Wir müssen ein Auto kaufen, sagte ich, sonst gehen Arbeitsplätze verloren.
Wieso?
Ganz viele Menschen in Deutschland, 40 Prozent der deutschen »Wirtschaftskraft«, leben vom Autobauen. Also müssen wir ein Auto kaufen und am besten zwei oder drei − weil sonst eine Million Menschen ihre Arbeitsplätze verlieren!!!!!!!!!!!!!!!!
Wir müssen Autos kaufen, die die Erde, die Tiere und die Menschen kaputt machen, damit Arbeitsplätze gerettet werden? (Langer Satz für meinen Sohn, er schoss aus ihm heraus.)
Ja.
Aber das ist doch …
Arbeitsplätze sind wichtiger.
Hä?
Ja! Sonst geht Deutschland unter und deshalb müssen wir leider auch weiter Kohle aus der Erde buddeln und die Luft verpesten.
Weil wir sonst Arbeitsplätze verlieren?
Ja.
Und wir können keine umweltfreundlichen Autos bauen?
Nein, das können andere besser.
Wieso?
Weil es ihnen wichtig ist.
Und uns nicht?
Nein, unseren deutschen Autobauern ist die Kohle wichtiger. So wichtig, dass sie dafür die ganze Welt bescheißen.
Aber davon haben sie ja nichts, wenn die Welt kaputt ist.
Nein.
Hä?
Das kann denen egal sein, die leben dann ja nicht mehr.
Aber ich!
Mein Sohn schwieg. Man konnte sehen, wie es in seinem Gehirn arbeitete, und ich muss gestehen, ich kam mir auch gerade extrem unlogisch und blöd vor.
Doch dann kam ein Deus ex Machina angesaust. In einem SUV. Der surrte leise, sssss, fffff, wwwww, wie eine Windsbraut, reine umweltschonende Sonnen- und Windenergie. Drin saß Angie the Superwoman. Sie winkte meinem Sohn zu und sagte: Jeder weiß doch, dass die deutsche Autoindustrie in ihrer heutigen Form nicht überleben wird. Sprach’s und löste sich sodann in nichts auf.

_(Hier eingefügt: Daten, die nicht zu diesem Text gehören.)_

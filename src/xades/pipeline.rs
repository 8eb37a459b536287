//! Signing lifecycle of a document.
//!
//! Each stage is its own type, so stages cannot be skipped or repeated:
//!
//! ```text
//! InvoiceDocument ─prepare─▶ DigestedDocument ─request_signature─▶ PendingSignature
//!     ─complete / sign_with─▶ SignedDocument ─finalize─▶ FinalizedDocument
//! ```
//!
//! The digest is computed once, in [`DigestedDocument::prepare`], and carried
//! unchanged into the signature block. Nothing downstream re-renders the
//! unsigned tree.

use chrono::{DateTime, Utc};

use super::provider::SigningProvider;
use super::signature::{SignatureBlock, embed_signature};
use crate::core::{FacturaError, FiscalIdentifier, InvoiceDocument, IssuerConfig, SignaturePolicy};
use crate::ubl::{CanonicalForm, Element, build_document_tree, render_canonical};

const XML_DECLARATION: &[u8] = b"<?xml version=\"1.0\" encoding=\"UTF-8\"?>";

/// A document whose canonical form and digest have been computed.
#[derive(Debug, Clone)]
pub struct DigestedDocument {
    document: InvoiceDocument,
    fiscal_identifier: FiscalIdentifier,
    tree: Element,
    canonical: CanonicalForm,
    policy: Option<SignaturePolicy>,
}

impl DigestedDocument {
    /// Render, canonicalize and digest a document that carries its fiscal identifier.
    pub fn prepare(document: InvoiceDocument, config: &IssuerConfig) -> Result<Self, FacturaError> {
        let tree = build_document_tree(&document, config)?;
        let canonical = render_canonical(&tree)?;
        let fiscal_identifier = document
            .fiscal_identifier()
            .cloned()
            .ok_or_else(|| FacturaError::invalid("fiscal_identifier", "missing"))?;

        tracing::debug!(
            number = %document.number(),
            digest = %canonical.digest_hex(),
            bytes = canonical.bytes().len(),
            "document digested"
        );
        Ok(Self {
            document,
            fiscal_identifier,
            tree,
            canonical,
            policy: config.signature_policy.clone(),
        })
    }

    pub fn document(&self) -> &InvoiceDocument {
        &self.document
    }

    pub fn canonical(&self) -> &CanonicalForm {
        &self.canonical
    }

    pub fn digest(&self) -> &[u8; 32] {
        self.canonical.digest()
    }

    /// Hand the canonical bytes over for signing.
    pub fn request_signature(self) -> PendingSignature {
        tracing::debug!(number = %self.document.number(), "signature requested");
        PendingSignature { digested: self }
    }
}

/// A document waiting for the signing provider's answer.
#[derive(Debug, Clone)]
pub struct PendingSignature {
    digested: DigestedDocument,
}

impl PendingSignature {
    /// Bytes the provider must sign: the canonical pre-signature document.
    pub fn payload(&self) -> &[u8] {
        self.digested.canonical.bytes()
    }

    pub fn digest(&self) -> &[u8; 32] {
        self.digested.digest()
    }

    pub fn document(&self) -> &InvoiceDocument {
        &self.digested.document
    }

    /// Embed a signature obtained out of band.
    pub fn complete(
        self,
        signature_value: Vec<u8>,
        certificate: Vec<u8>,
        signing_time: DateTime<Utc>,
    ) -> Result<SignedDocument, FacturaError> {
        let DigestedDocument {
            document,
            fiscal_identifier,
            mut tree,
            canonical,
            policy,
        } = self.digested;

        let block = SignatureBlock::new(
            *canonical.digest(),
            signature_value,
            certificate,
            signing_time,
        )
        .with_policy(policy);
        embed_signature(&mut tree, &block, &fiscal_identifier.value)?;

        tracing::info!(
            number = %document.number(),
            fiscal_id = %fiscal_identifier,
            "signature embedded"
        );
        Ok(SignedDocument {
            document,
            fiscal_identifier,
            tree,
            signature: block,
        })
    }

    /// Ask `provider` for the certificate and a signature over [`payload`](Self::payload).
    pub fn sign_with<P: SigningProvider + ?Sized>(
        self,
        provider: &P,
        signing_time: DateTime<Utc>,
    ) -> Result<SignedDocument, FacturaError> {
        let certificate = provider.certificate()?;
        let signature = provider.sign(self.payload())?;
        self.complete(signature, certificate, signing_time)
    }
}

/// A document with its signature embedded. It can no longer be modified.
#[derive(Debug, Clone)]
pub struct SignedDocument {
    document: InvoiceDocument,
    fiscal_identifier: FiscalIdentifier,
    tree: Element,
    signature: SignatureBlock,
}

impl SignedDocument {
    pub fn document(&self) -> &InvoiceDocument {
        &self.document
    }

    pub fn signature(&self) -> &SignatureBlock {
        &self.signature
    }

    pub fn tree(&self) -> &Element {
        &self.tree
    }

    /// Produce the final canonical serialization.
    pub fn finalize(self) -> Result<FinalizedDocument, FacturaError> {
        let canonical = render_canonical(&self.tree)?;
        let mut xml = Vec::with_capacity(XML_DECLARATION.len() + canonical.bytes().len());
        xml.extend_from_slice(XML_DECLARATION);
        xml.extend_from_slice(canonical.bytes());

        tracing::info!(
            number = %self.document.number(),
            bytes = xml.len(),
            "document finalized"
        );
        Ok(FinalizedDocument {
            document: self.document,
            fiscal_identifier: self.fiscal_identifier,
            signature: self.signature,
            xml,
        })
    }
}

/// The signed document as delivered to the authority.
#[derive(Debug, Clone)]
pub struct FinalizedDocument {
    document: InvoiceDocument,
    fiscal_identifier: FiscalIdentifier,
    signature: SignatureBlock,
    xml: Vec<u8>,
}

impl FinalizedDocument {
    pub fn document(&self) -> &InvoiceDocument {
        &self.document
    }

    pub fn fiscal_identifier(&self) -> &FiscalIdentifier {
        &self.fiscal_identifier
    }

    pub fn signature(&self) -> &SignatureBlock {
        &self.signature
    }

    /// UTF-8 XML: declaration followed by the canonical signed document.
    pub fn xml(&self) -> &[u8] {
        &self.xml
    }

    pub fn xml_string(&self) -> Result<String, FacturaError> {
        String::from_utf8(self.xml.clone())
            .map_err(|e| FacturaError::Xml(format!("XML UTF-8 error: {e}")))
    }

    pub fn into_xml(self) -> Vec<u8> {
        self.xml
    }
}

/// Run the whole lifecycle synchronously with one provider.
///
/// Computes the fiscal identifier if the document does not carry one yet.
pub fn sign_document<P: SigningProvider + ?Sized>(
    document: InvoiceDocument,
    config: &IssuerConfig,
    provider: &P,
    signing_time: DateTime<Utc>,
) -> Result<FinalizedDocument, FacturaError> {
    let document = match document.fiscal_identifier() {
        Some(_) => document,
        None => crate::fiscal::assign_fiscal_identifier(document, config)?,
    };
    DigestedDocument::prepare(document, config)?
        .request_signature()
        .sign_with(provider, signing_time)?
        .finalize()
}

Sie wurde weggebeamt, sagte ich zu meinem Sohn.
Das geht?, sagte er.
Es geht vieles, wenn man nur will, sagte ich. Aber vor allem, wenn man muss. Und unsere Autobauernation muss jetzt einfach radikal umdenken! Und Politikerinnen hätten sogar die Macht, gute Fortbewegungsmittel einfach zu befehlen, wie in Norwegen oder England. Denn was gerade passiert, ist ja quasi das Fukushima der Autoindustrie.
Und dann radelten wir gemeinsam in den Sonnenuntergang.